The instrument you use to measure affects what you see.

“For example, in school it is easy to measure training and hard to measure education, and hence you tend to see on final exams an emphasis on the training part and a great neglect of the education part.”—Richard Hamming


Article: 

Designing AI-Resistant Writing: Moving Beyond "Lock It and Block It"

 

In a newsletter and podcast feature, educational professor and author Dr John Spencer tackles the polarising debate surrounding student writing and Artificial Intelligence.
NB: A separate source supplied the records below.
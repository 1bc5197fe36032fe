pub mod pairing;


use crate::{
    config::ColumnLayout,
    database::{
        sqlite::{BenchmarkConnection, ResultTable},
        ConnectionError, Instance,
    },
};
use rusqlite::Connection;
use std::{collections::BTreeMap, path::Path};
use tracing::instrument;

/// All benchmark results of one database, loaded once and never mutated
#[derive(Debug, Clone)]
pub struct BenchmarkDataset {
    table: String,
    columns: Vec<String>,
    layout: ColumnLayout,
    instances: Vec<Instance>,
}

impl BenchmarkDataset {
    /// open `path`, load every instance and release the connection again
    #[instrument(skip(layout), level = "info")]
    pub fn load(path: &Path, layout: &ColumnLayout) -> Result<Self, ConnectionError> {
        let connection = BenchmarkConnection::open(path)?;
        let dataset = Self::from_connection(connection.connection(), layout)?;
        connection.close()?;

        Ok(dataset)
    }

    pub fn from_connection(
        connection: &Connection,
        layout: &ColumnLayout,
    ) -> Result<Self, ConnectionError> {
        let table = ResultTable::detect(connection)?;
        let instances = table.fetch_all(layout)?;

        Ok(Self {
            table: table.name().to_owned(),
            columns: table.columns().to_vec(),
            layout: layout.clone(),
            instances,
        })
    }

    /// build a dataset from already typed instances, e.g. for tests
    pub fn from_instances(layout: &ColumnLayout, instances: Vec<Instance>) -> Self {
        Self {
            table: String::new(),
            columns: Vec::new(),
            layout: layout.clone(),
            instances,
        }
    }

    pub fn table(&self) -> &str {
        &self.table
    }

    pub fn layout(&self) -> &ColumnLayout {
        &self.layout
    }

    pub fn instances(&self) -> &[Instance] {
        &self.instances
    }

    /// number of constraint flags in every configuration key
    pub fn width(&self) -> usize {
        self.layout.width()
    }

    /// column ordinal -> column name, in declaration order
    pub fn list_columns(&self) -> BTreeMap<usize, String> {
        self.columns.iter().cloned().enumerate().collect()
    }

    /// Columns between the satisfiability column and the trailing solver
    /// measurements, re-indexed from 0. This is a positional guess at the
    /// constraint names and not checked against the layout's flag range.
    pub fn list_constraints(&self) -> BTreeMap<usize, String> {
        let start = self.layout.is_sat + 1;
        let end = self
            .columns
            .len()
            .saturating_sub(self.layout.solver_columns());

        self.columns
            .get(start..end.max(start))
            .unwrap_or_default()
            .iter()
            .cloned()
            .enumerate()
            .collect()
    }
}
He notes that schools often get trapped in a false binary: either accelerating toward a "techno-futurism" model where AI drives the entire writing process, or reverting to a strict "lock it and block it" zero-tech ban.

 

Instead, Spencer advocates for a balanced, blended approach that utilises a sliding continuum of AI response options tailored to specific learning goals.

 

The AI Response Continuum

Depending on the objective of your lesson, Spencer outlines four strategic frameworks for navigating generative AI in the classroom:

•    AI-Resistant: Zero use of AI tools by students, consciously focusing on human-only cognitive work.

•    AI-Assisted: Students do not use AI tools, but teachers utilise AI behind the scenes to differentiate instruction.

•    AI-Integrated: The specific learning outcomes drive intentional AI usage at both the student and teacher levels.

•    AI-Driven: Educators fundamentally re-imagine the entire learning ecosystem to adapt to a world of machine learning.

 

Why Design "AI-Resistant" Tasks?

While there is a place for technology integration, intentionally designing AI-resistant writing remains a vital pedagogical tool. Spencer highlights that the true value of this approach extends far beyond policing plagiarism.

•    Combating Predictable Content: 

AI has made writing faster and easier, but it pushes output toward the generic and predictable. It frequently produces polished text that looks correct on the surface but lacks depth, a unique voice, and genuine thought.

•    Elevating the Human Element: 

The ultimate goal of AI-resistant writing is to protect human-centred communication so that student work stands out in stark contrast to automated "AI slop".

•    Writing as a Tool for Learning: 

Writing is not just a means of communicating what a student has already learned; it is a critical vehicle for learning through the process of writing itself.

 

The Bottom Line for Teachers

Instead of playing defence and focusing entirely on how to catch students using AI, we'd better spend our instructional energy on proactive design. By purposefully structuring our prompts and checkpoints before, during, and after the writing process, we can build assignments that inherently demand authentic, uniquely human thinking.